YOUR OBJECTIVE - Where the records below have a line with "avatar", that line is to be copied.

DATA SHOWN -
== Segment start ==

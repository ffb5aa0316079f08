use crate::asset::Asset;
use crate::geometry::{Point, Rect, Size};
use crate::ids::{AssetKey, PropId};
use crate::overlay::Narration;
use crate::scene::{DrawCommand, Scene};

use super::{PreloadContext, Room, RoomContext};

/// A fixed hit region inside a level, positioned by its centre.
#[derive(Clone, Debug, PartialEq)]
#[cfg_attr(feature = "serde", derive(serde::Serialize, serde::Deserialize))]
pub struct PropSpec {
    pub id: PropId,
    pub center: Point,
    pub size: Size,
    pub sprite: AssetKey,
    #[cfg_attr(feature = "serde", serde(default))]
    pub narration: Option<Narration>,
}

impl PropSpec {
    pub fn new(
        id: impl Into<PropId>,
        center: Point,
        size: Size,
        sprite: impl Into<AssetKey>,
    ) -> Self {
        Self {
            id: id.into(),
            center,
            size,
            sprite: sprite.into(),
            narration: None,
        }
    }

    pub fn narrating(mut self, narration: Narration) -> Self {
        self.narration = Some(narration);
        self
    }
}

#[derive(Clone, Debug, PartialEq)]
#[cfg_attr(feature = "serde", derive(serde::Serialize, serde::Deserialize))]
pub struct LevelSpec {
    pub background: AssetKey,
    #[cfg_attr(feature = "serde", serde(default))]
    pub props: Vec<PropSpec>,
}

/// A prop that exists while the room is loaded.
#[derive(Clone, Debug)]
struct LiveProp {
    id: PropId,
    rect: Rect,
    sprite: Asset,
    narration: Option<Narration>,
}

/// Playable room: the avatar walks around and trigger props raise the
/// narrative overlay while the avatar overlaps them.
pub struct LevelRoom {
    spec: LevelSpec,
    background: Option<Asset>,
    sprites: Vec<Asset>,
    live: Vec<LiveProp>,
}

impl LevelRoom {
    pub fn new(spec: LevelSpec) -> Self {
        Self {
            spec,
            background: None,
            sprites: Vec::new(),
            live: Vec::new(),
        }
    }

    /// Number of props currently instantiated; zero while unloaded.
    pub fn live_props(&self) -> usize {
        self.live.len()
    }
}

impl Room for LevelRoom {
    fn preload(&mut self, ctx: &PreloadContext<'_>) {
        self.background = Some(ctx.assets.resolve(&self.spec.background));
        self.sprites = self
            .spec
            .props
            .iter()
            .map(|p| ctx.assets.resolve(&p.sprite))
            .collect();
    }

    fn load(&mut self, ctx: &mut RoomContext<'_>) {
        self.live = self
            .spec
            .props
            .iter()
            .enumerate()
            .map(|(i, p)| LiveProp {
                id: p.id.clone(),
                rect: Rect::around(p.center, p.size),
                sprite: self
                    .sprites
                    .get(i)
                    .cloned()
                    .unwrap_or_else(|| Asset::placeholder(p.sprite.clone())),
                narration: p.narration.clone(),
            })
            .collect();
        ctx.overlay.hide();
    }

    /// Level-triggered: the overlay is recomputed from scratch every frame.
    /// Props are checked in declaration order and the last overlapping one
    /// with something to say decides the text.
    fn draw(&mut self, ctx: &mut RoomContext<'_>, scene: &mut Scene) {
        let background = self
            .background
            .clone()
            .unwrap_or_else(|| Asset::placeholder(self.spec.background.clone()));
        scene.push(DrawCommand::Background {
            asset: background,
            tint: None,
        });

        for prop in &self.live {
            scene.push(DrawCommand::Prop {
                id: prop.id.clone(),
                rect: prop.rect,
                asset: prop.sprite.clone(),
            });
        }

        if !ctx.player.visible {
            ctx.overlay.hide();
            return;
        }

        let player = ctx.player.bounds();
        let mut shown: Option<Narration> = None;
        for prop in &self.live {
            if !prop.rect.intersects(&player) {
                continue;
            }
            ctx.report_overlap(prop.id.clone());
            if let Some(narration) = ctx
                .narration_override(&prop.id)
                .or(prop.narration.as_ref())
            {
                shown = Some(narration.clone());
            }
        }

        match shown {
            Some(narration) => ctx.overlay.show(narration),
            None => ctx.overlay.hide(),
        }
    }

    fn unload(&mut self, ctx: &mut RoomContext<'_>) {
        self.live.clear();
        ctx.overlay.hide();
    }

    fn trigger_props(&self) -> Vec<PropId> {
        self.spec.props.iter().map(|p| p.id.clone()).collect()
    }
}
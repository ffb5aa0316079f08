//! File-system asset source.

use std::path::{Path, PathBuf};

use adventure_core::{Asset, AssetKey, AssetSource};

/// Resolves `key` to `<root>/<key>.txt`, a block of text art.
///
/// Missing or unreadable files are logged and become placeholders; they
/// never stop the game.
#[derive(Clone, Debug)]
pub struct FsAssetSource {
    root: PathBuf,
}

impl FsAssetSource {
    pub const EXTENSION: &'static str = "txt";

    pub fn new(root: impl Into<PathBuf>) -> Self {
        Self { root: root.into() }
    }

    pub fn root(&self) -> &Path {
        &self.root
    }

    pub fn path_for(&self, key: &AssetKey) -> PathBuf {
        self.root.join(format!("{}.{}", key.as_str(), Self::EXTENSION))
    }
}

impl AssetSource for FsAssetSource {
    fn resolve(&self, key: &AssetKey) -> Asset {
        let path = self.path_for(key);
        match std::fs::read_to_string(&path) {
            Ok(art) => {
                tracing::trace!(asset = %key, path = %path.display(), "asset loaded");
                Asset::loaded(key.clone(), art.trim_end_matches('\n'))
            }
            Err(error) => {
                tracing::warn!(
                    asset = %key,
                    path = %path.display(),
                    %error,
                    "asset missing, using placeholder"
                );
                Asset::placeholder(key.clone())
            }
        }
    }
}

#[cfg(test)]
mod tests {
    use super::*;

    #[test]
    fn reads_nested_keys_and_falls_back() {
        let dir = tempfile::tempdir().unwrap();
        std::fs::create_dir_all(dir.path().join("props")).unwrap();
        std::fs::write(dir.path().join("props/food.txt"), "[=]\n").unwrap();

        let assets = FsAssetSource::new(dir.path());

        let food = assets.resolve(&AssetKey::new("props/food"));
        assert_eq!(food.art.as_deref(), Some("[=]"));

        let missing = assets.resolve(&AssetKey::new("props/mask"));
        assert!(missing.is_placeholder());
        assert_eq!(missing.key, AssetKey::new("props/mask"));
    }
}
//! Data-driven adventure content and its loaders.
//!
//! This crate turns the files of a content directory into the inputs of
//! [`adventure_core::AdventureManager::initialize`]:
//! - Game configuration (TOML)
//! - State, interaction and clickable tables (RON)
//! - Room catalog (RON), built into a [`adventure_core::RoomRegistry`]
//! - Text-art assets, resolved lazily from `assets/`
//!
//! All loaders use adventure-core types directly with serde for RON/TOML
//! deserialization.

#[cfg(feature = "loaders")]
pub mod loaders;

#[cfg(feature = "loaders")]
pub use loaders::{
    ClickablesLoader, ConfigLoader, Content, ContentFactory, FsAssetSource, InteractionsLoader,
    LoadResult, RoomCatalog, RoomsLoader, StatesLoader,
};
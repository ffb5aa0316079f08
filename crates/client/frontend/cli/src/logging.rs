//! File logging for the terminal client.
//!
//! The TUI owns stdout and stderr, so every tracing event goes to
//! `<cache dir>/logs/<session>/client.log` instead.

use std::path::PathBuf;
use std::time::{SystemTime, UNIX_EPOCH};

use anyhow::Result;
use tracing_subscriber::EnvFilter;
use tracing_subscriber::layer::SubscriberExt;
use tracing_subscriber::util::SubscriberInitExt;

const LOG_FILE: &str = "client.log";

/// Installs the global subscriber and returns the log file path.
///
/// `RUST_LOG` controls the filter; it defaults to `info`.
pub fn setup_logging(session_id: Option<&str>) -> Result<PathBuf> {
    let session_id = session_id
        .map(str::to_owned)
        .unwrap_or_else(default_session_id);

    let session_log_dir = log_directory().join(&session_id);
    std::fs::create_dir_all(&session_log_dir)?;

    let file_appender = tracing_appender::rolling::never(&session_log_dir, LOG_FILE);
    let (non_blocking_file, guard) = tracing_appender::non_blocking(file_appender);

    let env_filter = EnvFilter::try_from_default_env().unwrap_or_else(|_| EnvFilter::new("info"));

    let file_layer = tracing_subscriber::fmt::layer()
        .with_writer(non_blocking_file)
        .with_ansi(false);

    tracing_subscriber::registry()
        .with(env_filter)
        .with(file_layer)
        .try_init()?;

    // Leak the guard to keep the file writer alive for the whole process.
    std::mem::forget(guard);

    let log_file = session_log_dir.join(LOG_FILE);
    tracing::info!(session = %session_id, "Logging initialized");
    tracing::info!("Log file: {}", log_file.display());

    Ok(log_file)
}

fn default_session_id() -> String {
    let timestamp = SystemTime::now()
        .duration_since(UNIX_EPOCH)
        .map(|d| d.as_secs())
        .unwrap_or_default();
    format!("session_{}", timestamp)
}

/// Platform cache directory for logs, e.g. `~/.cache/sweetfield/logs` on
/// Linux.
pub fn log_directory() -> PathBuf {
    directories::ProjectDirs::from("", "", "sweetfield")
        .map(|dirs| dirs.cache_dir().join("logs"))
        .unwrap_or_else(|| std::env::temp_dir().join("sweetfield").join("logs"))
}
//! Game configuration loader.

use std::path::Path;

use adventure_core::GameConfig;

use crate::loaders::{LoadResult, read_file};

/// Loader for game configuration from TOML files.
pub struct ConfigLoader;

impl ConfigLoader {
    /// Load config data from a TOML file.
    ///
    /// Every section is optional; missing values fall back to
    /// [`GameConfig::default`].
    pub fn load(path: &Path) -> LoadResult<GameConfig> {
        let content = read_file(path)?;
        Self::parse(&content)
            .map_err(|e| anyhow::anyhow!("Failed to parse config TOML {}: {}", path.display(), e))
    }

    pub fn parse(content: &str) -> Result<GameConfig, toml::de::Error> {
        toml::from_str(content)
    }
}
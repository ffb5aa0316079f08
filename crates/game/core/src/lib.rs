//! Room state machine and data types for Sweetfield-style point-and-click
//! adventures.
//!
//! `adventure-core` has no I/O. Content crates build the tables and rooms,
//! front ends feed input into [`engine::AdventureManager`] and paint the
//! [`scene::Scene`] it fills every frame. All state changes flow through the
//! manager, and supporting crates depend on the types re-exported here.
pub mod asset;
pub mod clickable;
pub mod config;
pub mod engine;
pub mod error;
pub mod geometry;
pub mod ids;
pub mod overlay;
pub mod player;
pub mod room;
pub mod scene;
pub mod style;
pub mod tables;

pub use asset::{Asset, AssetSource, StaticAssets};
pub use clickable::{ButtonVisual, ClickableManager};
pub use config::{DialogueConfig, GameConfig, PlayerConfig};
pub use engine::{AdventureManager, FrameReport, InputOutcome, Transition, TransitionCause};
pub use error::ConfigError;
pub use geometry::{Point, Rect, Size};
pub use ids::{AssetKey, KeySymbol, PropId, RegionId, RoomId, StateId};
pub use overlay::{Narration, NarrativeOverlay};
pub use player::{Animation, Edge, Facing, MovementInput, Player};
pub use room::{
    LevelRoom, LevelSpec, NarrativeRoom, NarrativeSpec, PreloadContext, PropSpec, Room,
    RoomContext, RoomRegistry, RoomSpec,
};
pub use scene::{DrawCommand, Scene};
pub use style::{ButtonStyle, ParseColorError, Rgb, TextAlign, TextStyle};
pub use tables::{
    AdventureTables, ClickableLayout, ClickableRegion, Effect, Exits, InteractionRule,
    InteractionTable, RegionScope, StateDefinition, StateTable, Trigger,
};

== Segment end ==

REPLY TO THE TASK -
/// Playable room: the avatar walks around and trigger props raise the
/// narrative overlay while the avatar overlaps them.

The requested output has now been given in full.